Petri Net Models for Event Recognition in Surveillance Videos
Files
Publication or External Link
Date
Authors
Advisor
Citation
DRUM DOI
Abstract
Video surveillance is the process of monitoring the behavior of people and objects within public places, e.g. airports and traffic intersections, by means of visual aids (cameras) usually for safety and security purposes. As the amount of video data gathered daily by surveillance cameras increases, the need for automatic systems to
detect and recognize suspicious activities performed by people and objects is also increasing.
The first part of the thesis describes a framework for modeling and recognition of events from surveillance video. Our framework is
based on deterministic inference using Petri nets. Events can be composed by combining primitive events and previously defined events
by spatial, temporal and logical relations. We provide a graphical user interface (GUI) to formulate such event models. Our approach
automatically maps each of these models into a set of Petri net filters that represent the components of the event.

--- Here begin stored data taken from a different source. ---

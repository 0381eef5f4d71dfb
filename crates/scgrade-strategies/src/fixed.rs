//! Fixed-fraction strategy for testing.

use std::sync::atomic::{AtomicU32, Ordering};
use std::sync::Mutex;

use scgrade_core::model::Question;
use scgrade_core::order::Order;
use scgrade_core::response::Response;
use scgrade_core::strategy::ScoringStrategy;

/// A strategy that returns the same fraction for every response, for testing
/// the engine without real scoring rules.
///
/// Registered under any name, so it can stand in for a real method.
pub struct FixedStrategy {
    name: String,
    fraction: f64,
    floor: f64,
    /// Number of calls made.
    call_count: AtomicU32,
    /// Last response graded.
    last_response: Mutex<Option<Response>>,
}

impl FixedStrategy {
    pub fn new(name: impl Into<String>, fraction: f64) -> Self {
        Self {
            name: name.into(),
            fraction,
            floor: 0.0,
            call_count: AtomicU32::new(0),
            last_response: Mutex::new(None),
        }
    }

    /// Set the lowest fraction this strategy claims to return.
    pub fn with_floor(mut self, floor: f64) -> Self {
        self.floor = floor;
        self
    }

    /// Get the number of calls made to this strategy.
    pub fn call_count(&self) -> u32 {
        self.call_count.load(Ordering::Relaxed)
    }

    /// Get the last response graded by this strategy.
    pub fn last_response(&self) -> Option<Response> {
        self.last_response
            .lock()
            .map(|guard| guard.clone())
            .unwrap_or_default()
    }
}

impl ScoringStrategy for FixedStrategy {
    fn name(&self) -> &str {
        &self.name
    }

    fn grade_question(&self, _question: &Question, _order: &Order, response: &Response) -> f64 {
        self.call_count.fetch_add(1, Ordering::Relaxed);
        if let Ok(mut last) = self.last_response.lock() {
            *last = Some(response.clone());
        }
        self.fraction
    }

    fn floor(&self) -> f64 {
        self.floor
    }

    fn description(&self) -> &str {
        "fixed fraction (testing only)"
    }
}
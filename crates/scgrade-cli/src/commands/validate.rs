//! The `scgrade validate` command.

use std::path::PathBuf;

use anyhow::Result;

use scgrade_core::parser;

pub fn execute(question_path: PathBuf) -> Result<()> {
    let questions = if question_path.is_dir() {
        parser::load_question_directory(&question_path)?
    } else {
        vec![parser::parse_question(&question_path)?]
    };

    let registry = scgrade_strategies::default_registry();
    let mut total_warnings = 0;

    for question in &questions {
        let title = if question.name.is_empty() {
            &question.id
        } else {
            &question.name
        };
        println!(
            "Question: {title} ({} rows, {})",
            question.rows.len(),
            question.scoring_method
        );

        let warnings = parser::validate_question(question, &registry);
        for w in &warnings {
            let prefix = w
                .row_id
                .as_ref()
                .map(|id| format!("  [{id}]"))
                .unwrap_or_else(|| "  ".to_string());
            println!("{prefix} WARNING: {}", w.message);
        }
        total_warnings += warnings.len();
    }

    if total_warnings == 0 {
        println!("All questions valid.");
    } else {
        println!("\n{total_warnings} warning(s) found.");
    }

    Ok(())
}
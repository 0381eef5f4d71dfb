//! Host collaborator traits.
//!
//! The grading core never reaches into a database or a session. Everything it
//! needs from the host is passed in through these traits, which keeps the
//! core testable against small in-memory stand-ins.

use std::collections::BTreeMap;

use serde::{Deserialize, Serialize};

use crate::model::{Hint, RowCatalog, RowId};

// ---------------------------------------------------------------------------
// Row source
// ---------------------------------------------------------------------------

/// Identity and canonical number of a stored row.
#[derive(Debug, Clone, PartialEq, Eq, Serialize, Deserialize)]
pub struct RowRef {
    pub id: RowId,
    pub number: u32,
}

/// Supplies the current rows of a question, used to rebuild stale orders.
pub trait RowSource: Send + Sync {
    /// Fetch up to `limit` rows of `question_id`, sorted by number ascending.
    fn fetch_rows(&self, question_id: &str, limit: usize) -> anyhow::Result<Vec<RowRef>>;
}

impl RowSource for RowCatalog {
    fn fetch_rows(&self, _question_id: &str, limit: usize) -> anyhow::Result<Vec<RowRef>> {
        Ok(self
            .sorted_by_number()
            .into_iter()
            .take(limit)
            .map(|r| RowRef {
                id: r.id.clone(),
                number: r.number,
            })
            .collect())
    }
}

// ---------------------------------------------------------------------------
// Attempt step storage
// ---------------------------------------------------------------------------

/// Name of the step variable holding the serialized order.
pub const ORDER_VAR: &str = "_order";

/// Per-step variable storage owned by the host.
pub trait AttemptStep {
    fn get_qt_var(&self, name: &str) -> Option<&str>;
    fn set_qt_var(&mut self, name: &str, value: String);
}

/// In-memory step variables.
#[derive(Debug, Clone, Default, PartialEq, Eq, Serialize, Deserialize)]
#[serde(transparent)]
pub struct StepData {
    vars: BTreeMap<String, String>,
}

impl StepData {
    pub fn new() -> Self {
        Self::default()
    }

    /// Step data holding only a persisted order.
    pub fn with_order(serialized: impl Into<String>) -> Self {
        let mut step = Self::new();
        step.set_qt_var(ORDER_VAR, serialized.into());
        step
    }
}

impl AttemptStep for StepData {
    fn get_qt_var(&self, name: &str) -> Option<&str> {
        self.vars.get(name).map(String::as_str)
    }

    fn set_qt_var(&mut self, name: &str, value: String) {
        self.vars.insert(name.to_string(), value);
    }
}

// ---------------------------------------------------------------------------
// Hint repository
// ---------------------------------------------------------------------------

/// Supplies the base hint for a try.
pub trait HintSource {
    /// `hint_number` is 0-based.
    fn get_base_hint(&self, hint_number: usize) -> Option<Hint>;
}

impl HintSource for [Hint] {
    fn get_base_hint(&self, hint_number: usize) -> Option<Hint> {
        self.get(hint_number).cloned()
    }
}

impl HintSource for Vec<Hint> {
    fn get_base_hint(&self, hint_number: usize) -> Option<Hint> {
        self.as_slice().get_base_hint(hint_number)
    }
}

// ---------------------------------------------------------------------------
// Localized strings
// ---------------------------------------------------------------------------

/// The human-facing literals the core needs.
#[derive(Debug, Clone, Copy, PartialEq, Eq, Hash)]
pub enum StringKey {
    /// Shown when a response is not gradable.
    InvalidResponse,
    /// Appended to a crossed-out row in a response summary.
    CrossedOut,
}

/// String lookup owned by the host.
pub trait StringLookup: Send + Sync {
    fn get_string(&self, key: StringKey) -> String;
}

/// English defaults, overridable per key.
#[derive(Debug, Clone, PartialEq, Eq, Serialize, Deserialize)]
pub struct LocalizedStrings {
    #[serde(default = "default_invalid_response")]
    pub invalid_response: String,
    #[serde(default = "default_crossed_out")]
    pub crossed_out: String,
}

fn default_invalid_response() -> String {
    "Please select an answer or cross out at least one distractor.".to_string()
}

fn default_crossed_out() -> String {
    "is crossed out".to_string()
}

impl Default for LocalizedStrings {
    fn default() -> Self {
        Self {
            invalid_response: default_invalid_response(),
            crossed_out: default_crossed_out(),
        }
    }
}

impl StringLookup for LocalizedStrings {
    fn get_string(&self, key: StringKey) -> String {
        match key {
            StringKey::InvalidResponse => self.invalid_response.clone(),
            StringKey::CrossedOut => self.crossed_out.clone(),
        }
    }
}

#[cfg(test)]
mod tests {
    use super::*;
    use crate::model::{RichText, Row};

    #[test]
    fn catalog_row_source_sorts_and_limits() {
        let catalog = RowCatalog::new(vec![
            Row::new("c", 3, RichText::plain("C")),
            Row::new("a", 1, RichText::plain("A")),
            Row::new("b", 2, RichText::plain("B")),
        ]);
        let rows = catalog.fetch_rows("q", 2).unwrap();
        assert_eq!(
            rows,
            vec![
                RowRef {
                    id: "a".into(),
                    number: 1
                },
                RowRef {
                    id: "b".into(),
                    number: 2
                },
            ]
        );
    }

    #[test]
    fn step_data_holds_order_var() {
        let step = StepData::with_order("3,1,2");
        assert_eq!(step.get_qt_var(ORDER_VAR), Some("3,1,2"));
        assert_eq!(step.get_qt_var("_other"), None);
    }

    #[test]
    fn hint_list_source() {
        let hints = vec![Hint::new(RichText::plain("first"))];
        assert!(hints.get_base_hint(0).is_some());
        assert!(hints.get_base_hint(1).is_none());
    }

    #[test]
    fn localized_strings_defaults_and_overrides() {
        let strings: LocalizedStrings = toml::from_str(r#"crossed_out = "durchgestrichen""#).unwrap();
        assert_eq!(strings.get_string(StringKey::CrossedOut), "durchgestrichen");
        assert!(strings
            .get_string(StringKey::InvalidResponse)
            .starts_with("Please select"));
    }
}
//! The `scgrade batch` command.

use std::path::PathBuf;
use std::time::Duration;

use anyhow::{Context, Result};
use comfy_table::{Cell, Table};

use scgrade_core::batch::{grade_batch, BatchJob, BatchOutcome, BatchProgress, BatchSummary};
use scgrade_core::config::load_config_from;

use super::{build_engine, load_question};

/// Console progress reporter.
struct ConsoleProgress;

impl BatchProgress for ConsoleProgress {
    fn on_job_complete(&self, outcome: &BatchOutcome) {
        eprintln!(
            "  Done: {} {} ({:.1}%)",
            outcome.job_id,
            outcome.state,
            outcome.final_fraction * 100.0
        );
    }

    fn on_job_error(&self, job_id: &str, error: &str) {
        eprintln!("  ERROR: {job_id}: {error}");
    }

    fn on_batch_complete(&self, total: usize, completed: usize, failed: usize, elapsed: Duration) {
        eprintln!(
            "\nComplete: {completed}/{total} graded, {failed} failed ({:.1}s)",
            elapsed.as_secs_f64()
        );
    }
}

pub async fn execute(
    question_path: PathBuf,
    jobs_path: PathBuf,
    parallelism: Option<usize>,
    format: String,
    config_path: Option<PathBuf>,
) -> Result<()> {
    let config = load_config_from(config_path.as_deref())?;
    let parallelism = parallelism.unwrap_or(config.parallelism);
    anyhow::ensure!(parallelism >= 1, "parallelism must be at least 1");

    let engine = build_engine(&config);
    let question = load_question(&question_path, &engine)?;

    let content = std::fs::read_to_string(&jobs_path)
        .with_context(|| format!("failed to read jobs: {}", jobs_path.display()))?;
    let jobs: Vec<BatchJob> = serde_json::from_str(&content)
        .with_context(|| format!("failed to parse jobs JSON: {}", jobs_path.display()))?;

    eprintln!(
        "scgrade v{}: grading {} attempts on {}",
        env!("CARGO_PKG_VERSION"),
        jobs.len(),
        question.id
    );

    let summary = grade_batch(
        &engine,
        &question,
        &question.rows,
        jobs,
        parallelism,
        &ConsoleProgress,
    )
    .await;

    match format.as_str() {
        "json" => println!("{}", serde_json::to_string_pretty(&summary)?),
        _ => print_summary(&summary),
    }

    Ok(())
}

fn print_summary(summary: &BatchSummary) {
    let mut table = Table::new();
    table.set_header(vec!["Job", "Order", "Tries", "Last", "State", "Final"]);

    for o in &summary.outcomes {
        let order = if o.edited_question {
            format!("{} (rebuilt)", o.order)
        } else {
            o.order.clone()
        };
        table.add_row(vec![
            Cell::new(&o.job_id),
            Cell::new(order),
            Cell::new(o.tries),
            Cell::new(format!("{:.1}%", o.fraction * 100.0)),
            Cell::new(o.state),
            Cell::new(format!("{:.1}%", o.final_fraction * 100.0)),
        ]);
    }
    for f in &summary.failures {
        table.add_row(vec![
            Cell::new(&f.job_id),
            Cell::new("-"),
            Cell::new("-"),
            Cell::new("-"),
            Cell::new(format!("error: {}", f.error)),
            Cell::new("-"),
        ]);
    }

    println!("{table}");
    println!(
        "Mean final grade: {:.1}% over {} graded attempt(s)",
        summary.mean_final_fraction() * 100.0,
        summary.outcomes.len()
    );
}
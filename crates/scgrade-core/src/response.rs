//! Learner responses.
//!
//! A response is the raw mapping of form field → value the host captured.
//! Each display position owns two fields: `option{pos}` (the row was chosen)
//! and `distractor{pos}` (the row was crossed out). Missing fields count as
//! unset.

use std::collections::BTreeMap;
use std::fmt;

use serde::{Deserialize, Serialize};

use crate::model::ScoringMethod;
use crate::order::Order;

/// Keys starting with this marker are host-internal (e.g. `_order`).
pub const INTERNAL_PREFIX: char = '_';

pub fn option_field(position: usize) -> String {
    format!("option{position}")
}

pub fn distractor_field(position: usize) -> String {
    format!("distractor{position}")
}

/// The fields a response to `order` may carry.
pub fn expected_fields(order: &Order) -> Vec<String> {
    order
        .iter()
        .flat_map(|(pos, _)| [option_field(pos), distractor_field(pos)])
        .collect()
}

/// A captured form value.
///
/// Hosts hand over whatever their form layer produced, so booleans, floats
/// and nulls are accepted alongside integers and text and follow loose
/// comparison rules.
#[derive(Debug, Clone, PartialEq, Serialize, Deserialize)]
#[serde(untagged)]
pub enum FieldValue {
    Null,
    Bool(bool),
    Int(i64),
    Float(f64),
    Text(String),
}

impl FieldValue {
    /// Loose truthiness: `true`, non-zero numbers, and text other than
    /// `""`/`"0"`.
    pub fn is_truthy(&self) -> bool {
        match self {
            FieldValue::Null => false,
            FieldValue::Bool(b) => *b,
            FieldValue::Int(v) => *v != 0,
            FieldValue::Float(v) => *v != 0.0,
            FieldValue::Text(s) => !s.is_empty() && s != "0",
        }
    }

    /// Whether the value loosely equals the canonical mark `1`.
    pub fn is_one(&self) -> bool {
        match self {
            FieldValue::Null => false,
            FieldValue::Bool(b) => *b,
            FieldValue::Int(v) => *v == 1,
            FieldValue::Float(v) => *v == 1.0,
            FieldValue::Text(s) => s.trim().parse::<f64>().is_ok_and(|v| v == 1.0),
        }
    }
}

impl fmt::Display for FieldValue {
    fn fmt(&self, f: &mut fmt::Formatter<'_>) -> fmt::Result {
        match self {
            FieldValue::Null | FieldValue::Bool(false) => Ok(()),
            FieldValue::Bool(true) => f.write_str("1"),
            FieldValue::Int(v) => write!(f, "{v}"),
            FieldValue::Float(v) => write!(f, "{v}"),
            FieldValue::Text(s) => f.write_str(s),
        }
    }
}

impl From<i64> for FieldValue {
    fn from(v: i64) -> Self {
        FieldValue::Int(v)
    }
}

impl From<i32> for FieldValue {
    fn from(v: i32) -> Self {
        FieldValue::Int(i64::from(v))
    }
}

impl From<&str> for FieldValue {
    fn from(s: &str) -> Self {
        FieldValue::Text(s.to_string())
    }
}

/// Field name → value, as captured for one try.
#[derive(Debug, Clone, Default, PartialEq, Serialize, Deserialize)]
#[serde(transparent)]
pub struct Response(BTreeMap<String, FieldValue>);

impl Response {
    pub fn new() -> Self {
        Self::default()
    }

    /// Builder-style insert.
    pub fn with(mut self, key: impl Into<String>, value: impl Into<FieldValue>) -> Self {
        self.set(key, value);
        self
    }

    pub fn set(&mut self, key: impl Into<String>, value: impl Into<FieldValue>) {
        self.0.insert(key.into(), value.into());
    }

    pub fn get(&self, key: &str) -> Option<&FieldValue> {
        self.0.get(key)
    }

    pub fn iter(&self) -> impl Iterator<Item = (&String, &FieldValue)> {
        self.0.iter()
    }

    pub fn len(&self) -> usize {
        self.0.len()
    }

    pub fn is_empty(&self) -> bool {
        self.0.is_empty()
    }

    /// Parse `option2=1,distractor0=1` style pairs.
    pub fn parse_pairs(input: &str) -> Result<Self, String> {
        let mut response = Self::new();
        for pair in input.split(',').map(str::trim).filter(|p| !p.is_empty()) {
            let (key, value) = pair
                .split_once('=')
                .ok_or_else(|| format!("expected key=value, got '{pair}'"))?;
            let key = key.trim();
            if key.is_empty() {
                return Err(format!("empty field name in '{pair}'"));
            }
            let value = value.trim();
            match value.parse::<i64>() {
                Ok(v) => response.set(key, v),
                Err(_) => response.set(key, value),
            }
        }
        Ok(response)
    }

    /// Drop every field `order` does not expect. Internal fields are kept.
    pub fn retain_expected(&mut self, order: &Order) {
        let expected = expected_fields(order);
        self.0
            .retain(|k, _| k.starts_with(INTERNAL_PREFIX) || expected.contains(k));
    }

    /// `option{position}` is present and truthy.
    pub fn is_answered(&self, position: usize) -> bool {
        self.get(&option_field(position))
            .is_some_and(FieldValue::is_truthy)
    }

    /// `option{position}` is present and exactly 1.
    pub fn is_row_selected(&self, position: usize) -> bool {
        self.get(&option_field(position)).is_some_and(FieldValue::is_one)
    }

    /// `distractor{position}` is present and exactly 1.
    pub fn is_distractor_marked(&self, position: usize) -> bool {
        self.get(&distractor_field(position))
            .is_some_and(FieldValue::is_one)
    }

    /// Some position carries an option or distractor mark.
    pub fn is_complete(&self, order: &Order) -> bool {
        order
            .iter()
            .any(|(pos, _)| self.is_row_selected(pos) || self.is_distractor_marked(pos))
    }

    /// Complete, or, under a distractor-aware method, at least one distractor
    /// is marked.
    pub fn is_gradable(&self, order: &Order, method: &ScoringMethod) -> bool {
        if self.is_complete(order) {
            return true;
        }
        method.is_distractor_aware() && self.any_distractor_marked(order)
    }

    pub fn any_distractor_marked(&self, order: &Order) -> bool {
        order.iter().any(|(pos, _)| self.is_distractor_marked(pos))
    }

    /// Number of truthy, non-internal fields.
    pub fn count_selected_choices(&self) -> usize {
        self.0
            .iter()
            .filter(|(k, v)| !k.is_empty() && !k.starts_with(INTERNAL_PREFIX) && v.is_truthy())
            .count()
    }

    /// Every option and distractor field of `order` is unchanged in `other`.
    pub fn is_same_response(&self, other: &Response, order: &Order) -> bool {
        order.iter().all(|(pos, _)| {
            same_at_key(self, other, &option_field(pos))
                && same_at_key(self, other, &distractor_field(pos))
        })
    }
}

/// Absent on both sides, or present on both with the same string form.
fn same_at_key(a: &Response, b: &Response, key: &str) -> bool {
    match (a.get(key), b.get(key)) {
        (Some(x), Some(y)) => x.to_string() == y.to_string(),
        (None, None) => true,
        _ => false,
    }
}

impl FromIterator<(String, FieldValue)> for Response {
    fn from_iter<I: IntoIterator<Item = (String, FieldValue)>>(iter: I) -> Self {
        Self(iter.into_iter().collect())
    }
}
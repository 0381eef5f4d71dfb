//! The `scgrade start` command.

use std::path::PathBuf;

use anyhow::Result;
use comfy_table::{Cell, Table};
use rand::rngs::StdRng;
use rand::SeedableRng;

use scgrade_core::attempt::QuestionAttempt;
use scgrade_core::config::ScgradeConfig;

use super::{build_engine, load_question};

pub fn execute(question_path: PathBuf, seed: Option<u64>) -> Result<()> {
    let engine = build_engine(&ScgradeConfig::default());
    let question = load_question(&question_path, &engine)?;

    let attempt = match seed {
        Some(seed) => QuestionAttempt::start(&question, &mut StdRng::seed_from_u64(seed))?,
        None => QuestionAttempt::start(&question, &mut rand::thread_rng())?,
    };
    let order = attempt.order()?;

    println!("{}", order.persisted());

    let mut table = Table::new();
    table.set_header(vec!["Position", "Row", "Number", "Text"]);
    for (pos, row) in attempt.question().displayed_rows(order)? {
        table.add_row(vec![
            Cell::new(pos),
            Cell::new(&row.id),
            Cell::new(row.number),
            Cell::new(row.option_text.to_plain_text()),
        ]);
    }
    eprintln!("{table}");

    Ok(())
}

Lower-level video processing modules, e.g. background subtraction, tracking and classification, are used to detect the occurrence of primitive events. These primitive events are then filtered by Petri nets
filters to recognize composite events of interest. Our framework is general enough and we have applied it to many surveillance domains.
In the second part of the thesis, we address the problem of detecting carried objects. Detecting carried objects is the main step to solve the problem of left object detection. We present two
approaches to the left object detection problem. Both approaches poses the problem as a classification problem. For both approaches,
we trained SVM classifiers on a laboratory database that contains examples of people seen with and without two common objects, namely backpacks and suitcases. We used a boosting
technique, AdaBoost, to select the most
discriminative features used by the SVMs and to enhance the performance of the classifiers. We give recognition results for each approach and then compare both approaches and describe the
advantages of each one. We also compare the performance of both approaches on real world videos captured at the Munich airport.